MUMBAI: No bots were harmed in the making of this conversation—but several were summoned. At Indiantelevision.com’s Media Investment Summit 2025, the panel ‘The Future of Programmatic & Performance Advertising: How Smart Can AI Get?’ brought together a league of marketers who’ve all but handed over their media briefs to machine learning.
Moderated by Deloitte south Asia ED Irvinder Ray, the session explored how programmatic advertising has gone from being a budget line item to becoming the spine of digital media strategy.
Kotak Life Insurance EVP & head – digital business Prasad Pimple laid out the insurance conundrum, “Not all customers can buy all products. We filter prospects by income band, age, and even eligibility”. With such a defined funnel, precision targeting is critical. “Everything we do today is data-informed, whether the data comes from our CRM or platforms like Google”, he added.

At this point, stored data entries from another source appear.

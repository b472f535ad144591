//! Per-thread selector cache.
//!
//! Each thread that asks for a selector gets exactly one, created lazily on
//! its first request and kept in a thread-local slot. The slot is emptied,
//! and the selector closed, when the thread detaches through [`release`],
//! a [`DetachGuard`], or thread exit.

use crate::config::SelectorConfig;
use crate::selector::Selector;
use crate::strategy::Strategy;

use std::cell::RefCell;
use std::collections::HashMap;
use std::io;
use std::marker::PhantomData;
use std::rc::Rc;
use std::sync::OnceLock;
use std::sync::atomic::{AtomicUsize, Ordering};

static NEXT_CACHE_ID: AtomicUsize = AtomicUsize::new(0);

static GLOBAL: OnceLock<SelectorCache> = OnceLock::new();

/// Selectors owned by the current thread, keyed by cache.
struct Slots(HashMap<usize, Rc<Selector>>);

impl Drop for Slots {
    /// Thread teardown: every selector still held is closed here.
    fn drop(&mut self) {
        for (_, selector) in self.0.drain() {
            close_quietly(&selector);
        }
    }
}

thread_local! {
    static SLOTS: RefCell<Slots> = RefCell::new(Slots(HashMap::new()));
}

/// Closes a selector, logging instead of returning a failure.
fn close_quietly(selector: &Selector) {
    if let Err(e) = selector.close() {
        log::warn!(
            "Failed to close {} selector {}: {e}",
            selector.backend(),
            selector.id()
        );
    }
}

/// Hands out one selector per thread, built by a fixed [`Strategy`].
pub(crate) struct SelectorCache {
    id: usize,
    strategy: Strategy,
}

impl SelectorCache {
    pub(crate) fn new(strategy: Strategy) -> Self {
        Self {
            id: NEXT_CACHE_ID.fetch_add(1, Ordering::Relaxed),
            strategy,
        }
    }

    /// The process-wide cache, resolving its strategy from the environment
    /// on first use.
    pub(crate) fn global() -> &'static SelectorCache {
        Self::global_with(|| SelectorCache::new(Strategy::resolve(&SelectorConfig::from_env())))
    }

    /// The process-wide cache, built by `init` if it does not exist yet.
    ///
    /// Concurrent callers wait for the single initialization to finish.
    pub(crate) fn global_with(init: impl FnOnce() -> SelectorCache) -> &'static SelectorCache {
        GLOBAL.get_or_init(init)
    }

    /// Returns the calling thread's selector, opening it if needed.
    ///
    /// Nothing is stored when opening fails, so the next call tries again.
    pub(crate) fn acquire(&self) -> io::Result<Rc<Selector>> {
        let cached = SLOTS
            .try_with(|slots| slots.borrow().0.get(&self.id).cloned())
            .map_err(|_| io::Error::other("thread is shutting down"))?;

        if let Some(selector) = cached {
            return Ok(selector);
        }

        let selector = Rc::new(self.strategy.open()?);

        let stored = SLOTS.try_with(|slots| {
            slots
                .borrow_mut()
                .0
                .insert(self.id, selector.clone());
        });

        if stored.is_err() {
            return Err(io::Error::other("thread is shutting down"));
        }

        Ok(selector)
    }

    /// Closes and forgets the calling thread's selector, if any.
    pub(crate) fn release(&self) {
        // Slots already destroyed means teardown has closed everything.
        let removed = SLOTS
            .try_with(|slots| slots.borrow_mut().0.remove(&self.id))
            .ok()
            .flatten();

        if let Some(selector) = removed {
            close_quietly(&selector);
        }
    }
}

/// Returns the calling thread's selector, creating it on first use.
///
/// Repeated calls on the same thread return the same selector until
/// [`release`] is called. The first call in the process resolves the
/// selector strategy.
///
/// # Errors
///
/// Fails if the selector cannot be opened. Nothing is cached in that case.
pub fn acquire() -> io::Result<Rc<Selector>> {
    SelectorCache::global().acquire()
}

/// Closes the calling thread's selector, if it has one.
///
/// Close failures are logged, never returned. Clones of the selector still
/// held elsewhere observe it as closed. The next [`acquire`] opens a new one.
pub fn release() {
    if let Some(cache) = GLOBAL.get() {
        cache.release();
    }
}

/// Releases the calling thread's selector when dropped.
///
/// Worker threads hold one for their lifetime to tie the selector to the
/// worker rather than to the OS thread.
#[must_use = "the selector is released when the guard is dropped"]
#[derive(Debug)]
pub struct DetachGuard {
    _not_send: PhantomData<Rc<()>>,
}

/// Attaches the calling thread to the selector cache.
pub fn attach() -> DetachGuard {
    DetachGuard {
        _not_send: PhantomData,
    }
}

impl Drop for DetachGuard {
    fn drop(&mut self) {
        release();
    }
}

AI, for Kotak, is now part of the underwriting pipeline, campaign segmentation, and even voice-based customer profiling—making programmatic indispensable for performance and compliance alike.
Fino Payments Bank head of marketing Prashant Choudhari backed automation with a marketer’s pragmatism. “At any given point, at least 50–60 per cent of my media budget is programmatic. It helps with frequency capping, cost control, and better storytelling”, he said.
Choudhari explained how programmatic empowers smaller brands to punch above their weight. “It frees up time to work on narrative and creativity. Technology does the grunt work, and marketers focus on emotion”, he added.
“Walking into a bar and being greeted by name is personal. Being handed your usual drink without asking—that’s personalisation with memory”, said PayU Payments head of marketing Argho Bhattacharya. He used the analogy to illustrate how programmatic media and zero-party data allow brands to predict—not just reflect—consumer needs.
Bhattacharya cited how PayU moved from cohort-based messaging to individual targeting. “We no longer set campaigns by clusters. We do it by individual intent”, he said, citing PIN-code-level targeting for telecom dealers and energy providers, which delivered a campaign click-through rate (CTR) of 2.9 per cent and a brand uplift of 25 per cent.
Sachdeva also introduced the idea of always-on learning loops—real-time feedback mechanisms that adapt messaging based on ambient conditions like AQI, rain alerts, or commute times. “We don’t just predict needs. We mirror the environment”, he added.
Blis associate director sales Ishika Sharma focused on creative optimisation and exclusion logic. “We ran a campaign where creatives changed not just by city, but by street, down to the PIN code”, she said. The campaign avoided targeting existing customers by mapping Wi-Fi footprints and excluding IPs already associated with a service.
She warned against overstepping. “Too much targeting becomes surveillance. We must balance personalisation with respect”, she added.
VDO.AI CBO Akshay Chaturvedi explained how AI helps balance brand building with performance. “We used AI to layer performance KPIs over branding campaigns, so nothing was wasted. A single video could deliver awareness and CTR”, he said.
Chaturvedi also stressed multi-channel orchestration. “We use our own AI engine to decide what content to push where—Youtube, Zee5, Whatsapp, or the client’s CRM. It’s all synchronised”, he said.
The panel agreed that programmatic has shifted from being a media tool to a business enabler. Whether it’s AQI-based insurance ads or pizza shops pinging you mid-commute, the future of advertising is smarter, faster, and sharper.
As Ray concluded, “Tech can find the segment. But it takes human insight to tell the story. AI and marketers aren’t in competition—they’re co-authors”.